WHAT TO DO: Please give back word for word the lines below, from the first one through the one with "let mut current = String::new();".

RECORDS SHOWN:

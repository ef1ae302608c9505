use indicatif::{ProgressBar, ProgressStyle};
use std::time::Duration;

use crate::api::client::is_silent;

/// Split a console line into words. Double or single quotes group words,
/// a backslash escapes the next character.
pub fn split_args(line: &str) -> Result<Vec<String>, String> {
    let mut out = Vec::new();
    let mut current = String::new();
    let mut in_word = false;
    let mut quote: Option<char> = None;
    let mut chars = line.chars();

    while let Some(c) = chars.next() {
        match (quote, c) {
            (_, '\\') => match chars.next() {
                Some(escaped) => {
                    current.push(escaped);
                    in_word = true;
                }
                None => return Err("trailing backslash".into()),
            },
            (Some(q), c) if c == q => quote = None,
            (Some(_), c) => current.push(c),
            (None, '"') | (None, '\'') => {
                quote = Some(c);
                in_word = true;
            }
            (None, c) if c.is_whitespace() => {
                if in_word {
                    out.push(std::mem::take(&mut current));
                    in_word = false;
                }
            }
            (None, c) => {
                current.push(c);
                in_word = true;
            }
        }
    }
    if quote.is_some() {
        return Err("unterminated quote".into());
    }
    if in_word {
        out.push(current);
    }
    Ok(out)
}

pub fn hostname_from_url(u: &str) -> String {
    let s = u.trim();
    if s.is_empty() {
        return "".into();
    }
    let s = if let Some(idx) = s.find("://") { &s[idx + 3..] } else { s };
    let host = s.split('/').next().unwrap_or(s);
    host.to_string()
}

/// Spinner shown on stderr while a request is in flight. Hidden when the
/// request echo is silenced.
pub fn spinner(message: &str) -> ProgressBar {
    if is_silent() {
        return ProgressBar::hidden();
    }
    let pb = ProgressBar::new_spinner();
    if let Ok(style) = ProgressStyle::default_spinner().template("{spinner:.green} {msg}") {
        pb.set_style(style);
    }
    pb.set_message(message.to_string());
    pb.enable_steady_tick(Duration::from_millis(100));
    pb
}

#[cfg(test)]
mod tests {
    use super::*;

    #[test]
    fn split_args_handles_quotes() {
        assert_eq!(
            split_args(r#"create username=kim fullname="Kim Lee" role='reporter'"#).unwrap(),
            vec!["create", "username=kim", "fullname=Kim Lee", "role=reporter"]
        );
    }

    #[test]
    fn split_args_keeps_empty_quoted_word() {
        assert_eq!(split_args(r#"set fullname="""#).unwrap(), vec!["set", "fullname="]);
        assert_eq!(split_args(r#"x "" y"#).unwrap(), vec!["x", "", "y"]);
    }

    #[test]
    fn split_args_rejects_open_quote() {
        assert!(split_args(r#"set fullname="Kim"#).is_err());
        assert!(split_args("trailing\\").is_err());
    }

    #[test]
    fn hostname_strips_scheme_and_path() {
        assert_eq!(hostname_from_url("https://admin.example.org/app"), "admin.example.org");
        assert_eq!(hostname_from_url(""), "");
    }
}
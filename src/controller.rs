//! The user table controller.
//!
//! Owns everything a staff panel session shows: the table, the create form,
//! the delete confirmation, the edit dialog and the banners. Each flow sends
//! one request through a [`UserApi`] and touches the table only once the
//! server has confirmed the change.
//!
//! Dialog actions read the dialog's current target when they run, so opening
//! a dialog any number of times still leaves exactly one confirm action and
//! one save action.

use crate::api::UserApi;
use crate::error::ApiError;
use crate::models::{FormFields, UserRecord, UserUpdate};
use crate::notify::{Banners, Notification, Placement};
use crate::table::{TableOptions, UserTable};

pub const UNKNOWN_REASON: &str = "Unknown reason.";

/// The delete confirmation dialog.
#[derive(Debug, Clone, Default, PartialEq, Eq)]
pub struct DeleteDialog {
    pub visible: bool,
    /// Username the confirm button acts on
    pub target: Option<String>,
}

/// The edit dialog of one row.
#[derive(Debug, Clone, Default, PartialEq, Eq)]
pub struct EditDialog {
    pub open: bool,
    /// Hidden reference to the user being edited
    pub target: Option<String>,
    pub form: FormFields,
}

/// Result of saving the edit dialog.
#[derive(Debug, Clone, PartialEq, Eq)]
pub enum EditOutcome {
    /// No username to edit, nothing was sent
    NotSent,
    /// The server accepted the change; the dialog is closed
    Saved(UserUpdate),
    /// The server refused; the dialog stays open with this banner
    Failed(Notification),
}

pub struct UserTableController<A: UserApi> {
    api: A,
    table: UserTable,
    banners: Banners,
    create_form: FormFields,
    delete_dialog: DeleteDialog,
    edit_dialog: EditDialog,
}

impl<A: UserApi> UserTableController<A> {
    /// Start a session over the server-provided rows.
    pub fn new(api: A, rows: Vec<UserRecord>) -> Self {
        Self::with_options(api, rows, TableOptions::default())
    }

    pub fn with_options(api: A, rows: Vec<UserRecord>, options: TableOptions) -> Self {
        let table = UserTable::from_rows(rows, options);
        tracing::info!(rows = table.len(), "user table initialized");
        Self {
            api,
            table,
            banners: Banners::default(),
            create_form: FormFields::new(),
            delete_dialog: DeleteDialog::default(),
            edit_dialog: EditDialog::default(),
        }
    }

    pub fn api(&self) -> &A {
        &self.api
    }

    pub fn table(&self) -> &UserTable {
        &self.table
    }

    pub fn banners(&self) -> &Banners {
        &self.banners
    }

    pub fn take_banners(&mut self) -> Vec<Notification> {
        self.banners.take()
    }

    pub fn create_form(&self) -> &FormFields {
        &self.create_form
    }

    pub fn create_form_mut(&mut self) -> &mut FormFields {
        &mut self.create_form
    }

    pub fn delete_dialog(&self) -> &DeleteDialog {
        &self.delete_dialog
    }

    pub fn edit_dialog(&self) -> &EditDialog {
        &self.edit_dialog
    }

    pub fn edit_form_mut(&mut self) -> &mut FormFields {
        &mut self.edit_dialog.form
    }

    fn notify(&mut self, notification: Notification) -> Notification {
        self.banners.push(notification.clone());
        notification
    }

    // Delete flow

    /// Show the confirmation for the row of `username`.
    pub fn open_delete_dialog(&mut self, username: &str) {
        self.delete_dialog = DeleteDialog {
            visible: true,
            target: Some(username.to_string()),
        };
    }

    pub fn cancel_delete(&mut self) {
        self.delete_dialog = DeleteDialog::default();
    }

    /// Confirm the pending delete. Returns `None` when no delete was pending.
    pub async fn confirm_delete(&mut self) -> Option<Notification> {
        let username = self.delete_dialog.target.take()?;
        let result = self.api.delete_user(&username).await;
        let notification = match result {
            Ok(()) => {
                self.table.remove_row(&username);
                tracing::info!(%username, "user deleted");
                Notification::success(Placement::Table, format!("{} deleted", username))
            }
            Err(e) => {
                tracing::warn!(%username, error = %e, "delete failed");
                Notification::error(Placement::Table, delete_failure_message(&username, &e))
            }
        };
        self.delete_dialog.visible = false;
        Some(self.notify(notification))
    }

    // Create flow

    /// Submit the create form.
    pub async fn submit_create(&mut self) -> Notification {
        let form = std::mem::take(&mut self.create_form);
        match self.api.create_user(&form).await {
            Ok(user) => {
                tracing::info!(username = %user.username, role = %user.role, "user created");
                let notification =
                    Notification::success(Placement::CreateForm, format!("Added user {}", user.username));
                if self.table.add_row(user) {
                    tracing::debug!("created user replaced an existing row");
                }
                self.notify(notification)
            }
            Err(e) => {
                tracing::warn!(error = %e, "create failed");
                let message = e
                    .server_error()
                    .or_else(|| e.body_text())
                    .unwrap_or(UNKNOWN_REASON)
                    .to_string();
                self.notify(Notification::error(Placement::CreateForm, message))
            }
        }
    }

    // Edit flow

    /// Open the edit dialog for `username` with an empty form.
    pub fn open_edit_dialog(&mut self, username: &str) {
        if !self.table.contains(username) {
            tracing::debug!(%username, "editing a user without a visible row");
        }
        self.edit_dialog = EditDialog {
            open: true,
            target: Some(username.to_string()),
            form: FormFields::new(),
        };
    }

    /// Save the edit dialog. Blank fields are left out of the request.
    pub async fn save_edit(&mut self) -> EditOutcome {
        let payload = self
            .edit_dialog
            .form
            .clone()
            .into_update_payload(self.edit_dialog.target.as_deref());
        let Some(payload) = payload else {
            return EditOutcome::NotSent;
        };
        let username = payload.get("username").unwrap_or_default().to_string();

        match self.api.update_user(&username, &payload).await {
            Ok(update) => {
                let row = update.username.clone().unwrap_or_else(|| username.clone());
                if let Some(fullname) = update.fullname.as_deref().filter(|f| !f.is_empty()) {
                    self.table.set_fullname(&row, fullname);
                }
                if let Some(role) = update.role {
                    self.table.set_role(&row, role);
                }
                tracing::info!(username = %row, "user updated");
                self.close_edit_dialog();
                EditOutcome::Saved(update)
            }
            Err(e) => {
                tracing::warn!(%username, error = %e, "update failed");
                let notification = self.notify(Notification::error(Placement::EditForm, edit_failure_message(&e)));
                EditOutcome::Failed(notification)
            }
        }
    }

    /// Close the edit dialog, dropping its target, form and banners.
    pub fn close_edit_dialog(&mut self) {
        self.edit_dialog = EditDialog::default();
        self.banners.dismiss(Placement::EditForm);
    }
}

/// Banner text of a failed delete.
pub fn delete_failure_message(username: &str, error: &ApiError) -> String {
    match error.status() {
        Some(404) => format!("{} doesn't exist", username),
        Some(403) => "Don't delete yourself".to_string(),
        _ => format!("Failed to delete {}", username),
    }
}

/// Banner text of a failed edit.
pub fn edit_failure_message(error: &ApiError) -> String {
    match (error.server_error(), error.body_text()) {
        (Some(msg), _) => format!("Failure: {}", msg),
        (None, Some(body)) => format!("Failure: {}", body),
        (None, None) => UNKNOWN_REASON.to_string(),
    }
}
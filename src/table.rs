use comfy_table::{modifiers, presets, ContentArrangement, Table};
use terminal_size::{terminal_size, Width};

use crate::models::{Role, UserRecord};

/// Display switches of the user table. All off for the staff panel.
#[derive(Debug, Clone, Copy, Default, PartialEq, Eq)]
pub struct TableOptions {
    pub paginate: bool,
    pub ordering: bool,
    /// Show the "N users" summary under the table
    pub info: bool,
}

/// Row identifier of a username, e.g. `row_kim`.
pub fn row_id(username: &str) -> String {
    format!("row_{}", username)
}

/// The users shown on the panel, in display order, one row per username.
#[derive(Debug, Clone, Default)]
pub struct UserTable {
    rows: Vec<UserRecord>,
    options: TableOptions,
}

impl UserTable {
    pub fn new(options: TableOptions) -> Self {
        Self {
            rows: Vec::new(),
            options,
        }
    }

    /// Build the table from server-provided rows. A repeated username
    /// overwrites the earlier row in place.
    pub fn from_rows(rows: impl IntoIterator<Item = UserRecord>, options: TableOptions) -> Self {
        let mut table = Self::new(options);
        for row in rows {
            table.add_row(row);
        }
        table
    }

    pub fn options(&self) -> TableOptions {
        self.options
    }

    pub fn rows(&self) -> &[UserRecord] {
        &self.rows
    }

    pub fn len(&self) -> usize {
        self.rows.len()
    }

    pub fn is_empty(&self) -> bool {
        self.rows.is_empty()
    }

    fn position(&self, username: &str) -> Option<usize> {
        self.rows.iter().position(|r| r.username == username)
    }

    pub fn row(&self, username: &str) -> Option<&UserRecord> {
        self.position(username).map(|i| &self.rows[i])
    }

    pub fn contains(&self, username: &str) -> bool {
        self.position(username).is_some()
    }

    /// Append a row, or replace the existing row of the same username.
    /// Returns true when a row was replaced.
    pub fn add_row(&mut self, record: UserRecord) -> bool {
        match self.position(&record.username) {
            Some(i) => {
                self.rows[i] = record;
                true
            }
            None => {
                self.rows.push(record);
                false
            }
        }
    }

    pub fn set_fullname(&mut self, username: &str, fullname: &str) -> bool {
        match self.position(username) {
            Some(i) => {
                self.rows[i].fullname = fullname.to_string();
                true
            }
            None => false,
        }
    }

    pub fn set_role(&mut self, username: &str, role: Role) -> bool {
        match self.position(username) {
            Some(i) => {
                self.rows[i].role = role;
                true
            }
            None => false,
        }
    }

    pub fn remove_row(&mut self, username: &str) -> Option<UserRecord> {
        self.position(username).map(|i| self.rows.remove(i))
    }

    pub fn summary(&self) -> Option<String> {
        if !self.options.info {
            return None;
        }
        Some(match self.rows.len() {
            1 => "Showing 1 user".to_string(),
            n => format!("Showing {} users", n),
        })
    }

    /// Boxed terminal rendering, in row order.
    pub fn render_terminal(&self) -> String {
        let mut table = Table::new();
        table.load_preset(presets::UTF8_FULL);
        table.apply_modifier(modifiers::UTF8_ROUND_CORNERS);
        table.set_content_arrangement(ContentArrangement::Dynamic);
        if let Some((Width(w), _)) = terminal_size() {
            table.set_width(w.saturating_sub(4));
        }
        table.set_header(vec!["Username", "Full name", "Role"]);
        for r in &self.rows {
            table.add_row(vec![r.username.as_str(), r.fullname.as_str(), r.role.label()]);
        }
        match self.summary() {
            Some(summary) => format!("{table}\n{summary}"),
            None => table.to_string(),
        }
    }
}
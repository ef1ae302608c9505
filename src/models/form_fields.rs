use serde::Serialize;
use std::collections::BTreeMap;

use super::role::Role;

/// Named form inputs, serialized as one flat JSON object of strings.
#[derive(Debug, Clone, Default, PartialEq, Eq, Serialize)]
#[serde(transparent)]
pub struct FormFields(BTreeMap<String, String>);

impl FormFields {
    pub fn new() -> Self {
        Self::default()
    }

    pub fn set(&mut self, name: impl Into<String>, value: impl Into<String>) -> &mut Self {
        self.0.insert(name.into(), value.into());
        self
    }

    pub fn with(mut self, name: impl Into<String>, value: impl Into<String>) -> Self {
        self.set(name, value);
        self
    }

    /// Set the field only when a value was given.
    pub fn set_opt(&mut self, name: &str, value: Option<&str>) -> &mut Self {
        if let Some(v) = value {
            self.set(name, v);
        }
        self
    }

    /// Apply a `name=value` assignment. Returns false when there is no `=`.
    pub fn assign(&mut self, assignment: &str) -> bool {
        match assignment.split_once('=') {
            Some((name, value)) if !name.trim().is_empty() => {
                self.set(name.trim(), value);
                true
            }
            _ => false,
        }
    }

    /// Apply several assignments, stopping at the first malformed one.
    pub fn assign_all<'a>(&mut self, assignments: impl IntoIterator<Item = &'a str>) -> Result<(), String> {
        for a in assignments {
            if !self.assign(a) {
                return Err(format!("expected name=value, got '{}'", a));
            }
        }
        Ok(())
    }

    /// Rewrite a `role` typed as a name or label (`reporter`, `Admin`) into
    /// its wire token. Tokens and unknown names are sent as typed.
    pub fn normalize_role(&mut self) -> &mut Self {
        let token = self
            .get("role")
            .filter(|r| !r.starts_with(':'))
            .and_then(Role::parse)
            .map(|r| r.token());
        if let Some(token) = token {
            self.set("role", token);
        }
        self
    }

    pub fn get(&self, name: &str) -> Option<&str> {
        self.0.get(name).map(String::as_str)
    }

    pub fn remove(&mut self, name: &str) -> Option<String> {
        self.0.remove(name)
    }

    pub fn is_empty(&self) -> bool {
        self.0.is_empty()
    }

    pub fn len(&self) -> usize {
        self.0.len()
    }

    /// Clear every input, like resetting the form.
    pub fn reset(&mut self) {
        self.0.clear();
    }

    /// Drop every field left blank.
    pub fn without_blank(mut self) -> Self {
        self.0.retain(|_, v| !v.is_empty());
        self
    }

    /// Build the `PUT` payload of an edit: the target username is attached,
    /// blank fields are dropped, and nothing is produced without a username.
    pub fn into_update_payload(mut self, username: Option<&str>) -> Option<Self> {
        match username {
            Some(u) => {
                self.set("username", u);
            }
            None => {
                self.remove("username");
            }
        }
        let payload = self.without_blank();
        payload.get("username").is_some().then_some(payload)
    }
}
pub mod client;
pub mod users;

pub use client::{api_call, build_client, set_silent};
pub use users::{HttpUserApi, UserApi};
use reqwest::header::{ACCEPT, CONTENT_TYPE, COOKIE};
use reqwest::Method;
use serde_json::Value;
use std::sync::atomic::{AtomicBool, Ordering};
use yansi::Paint;

use crate::config::PanelConfig;
use crate::error::ApiError;

pub const JSON_CONTENT_TYPE: &str = "application/json; charset=utf-8";

static SILENT: AtomicBool = AtomicBool::new(false);

pub fn set_silent(silent: bool) {
    SILENT.store(silent, Ordering::Relaxed);
}

pub fn is_silent() -> bool {
    SILENT.load(Ordering::Relaxed)
}

fn log_output(msg: String) {
    if !is_silent() {
        eprintln!("{}", msg);
    }
}

/// Build the HTTP client shared by a panel session.
pub fn build_client(config: &PanelConfig) -> Result<reqwest::Client, ApiError> {
    reqwest::Client::builder()
        .user_agent(format!("staffusr/{}", env!("CARGO_PKG_VERSION")))
        .timeout(config.request_timeout)
        .build()
        .map_err(|e| ApiError::Transport(format!("Failed to create HTTP client: {}", e)))
}

/// Echo a request as the equivalent curl command line.
fn log_request(method: &Method, url: &str, config: &PanelConfig, body: Option<&Value>) {
    let mut parts = Vec::new();
    parts.push(Paint::new("curl").fg(yansi::Color::Green).bold().to_string());
    parts.push(format!("-X {}", Paint::new(method.as_str()).fg(yansi::Color::Yellow).bold()));
    parts.push(format!("'{}'", Paint::new(url).fg(yansi::Color::Cyan)));

    if config.session_cookie.is_some() {
        parts.push(format!(
            "{} {}",
            Paint::new("-H").fg(yansi::Color::Magenta),
            Paint::new("'Cookie: <session>'").fg(yansi::Color::Magenta)
        ));
    }
    if let Some(d) = body {
        parts.push(format!(
            "{} {}",
            Paint::new("-H").fg(yansi::Color::Magenta),
            Paint::new(format!("'Content-Type: {}'", JSON_CONTENT_TYPE)).fg(yansi::Color::Magenta)
        ));
        let json_str = serde_json::to_string_pretty(d).unwrap_or_default();
        let escaped_json = json_str.replace('\'', "'\\''");
        parts.push(format!(
            "{} {}",
            Paint::new("-d").fg(yansi::Color::Blue),
            Paint::new(format!("'{}'", escaped_json)).fg(yansi::Color::White)
        ));
    }
    log_output(format!("Request:\n{}", parts.join(" ")));
}

/// Send one request and return the body text of a success response.
///
/// Non-success statuses become [`ApiError::Status`] carrying the body, so
/// callers can pick the server's `error` field or the raw text.
pub async fn api_call(
    client: &reqwest::Client,
    config: &PanelConfig,
    method: Method,
    url: &str,
    body: Option<Value>,
) -> Result<String, ApiError> {
    log_request(&method, url, config, body.as_ref());

    let mut req = client.request(method.clone(), url).header(ACCEPT, "application/json");
    if let Some(cookie) = &config.session_cookie {
        req = req.header(COOKIE, cookie);
    }
    if let Some(b) = &body {
        let bytes = serde_json::to_vec(b).map_err(|e| ApiError::Decode(e.to_string()))?;
        req = req.header(CONTENT_TYPE, JSON_CONTENT_TYPE).body(bytes);
    }

    let resp = match req.send().await {
        Ok(resp) => resp,
        Err(e) => {
            tracing::warn!(%method, %url, error = %e, "request failed");
            log_output(format!("Response:\n{}", Paint::new(format!("error: {}", e)).red()));
            return Err(ApiError::Transport(e.to_string()));
        }
    };

    let status = resp.status();
    let text = resp.text().await.map_err(|e| ApiError::Transport(e.to_string()))?;

    let shown = if text.is_empty() {
        format!("HTTP {}", status.as_u16())
    } else {
        format!("HTTP {} {}", status.as_u16(), text)
    };
    if status.is_success() {
        // Grayed out so it does not compete with the banners
        log_output(format!("Response:\n{}", Paint::new(shown).rgb(100, 100, 100)));
        tracing::debug!(%method, %url, status = status.as_u16(), "request succeeded");
        Ok(text)
    } else {
        log_output(format!("Response:\n{}", Paint::new(shown).red()));
        tracing::warn!(%method, %url, status = status.as_u16(), "server rejected request");
        Err(ApiError::from_body(status.as_u16(), text))
    }
}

ANSWER SECTION:
repository ef1ae302608c9505
use indicatif::{ProgressBar, ProgressStyle};
use std::time::Duration;

use crate::api::client::is_silent;

/// Split a console line into words. Double or single quotes group words,
/// a backslash escapes the next character.
pub fn split_args(line: &str) -> Result<Vec<String>, String> {
    let mut out = Vec::new();
    let mut current = String::new();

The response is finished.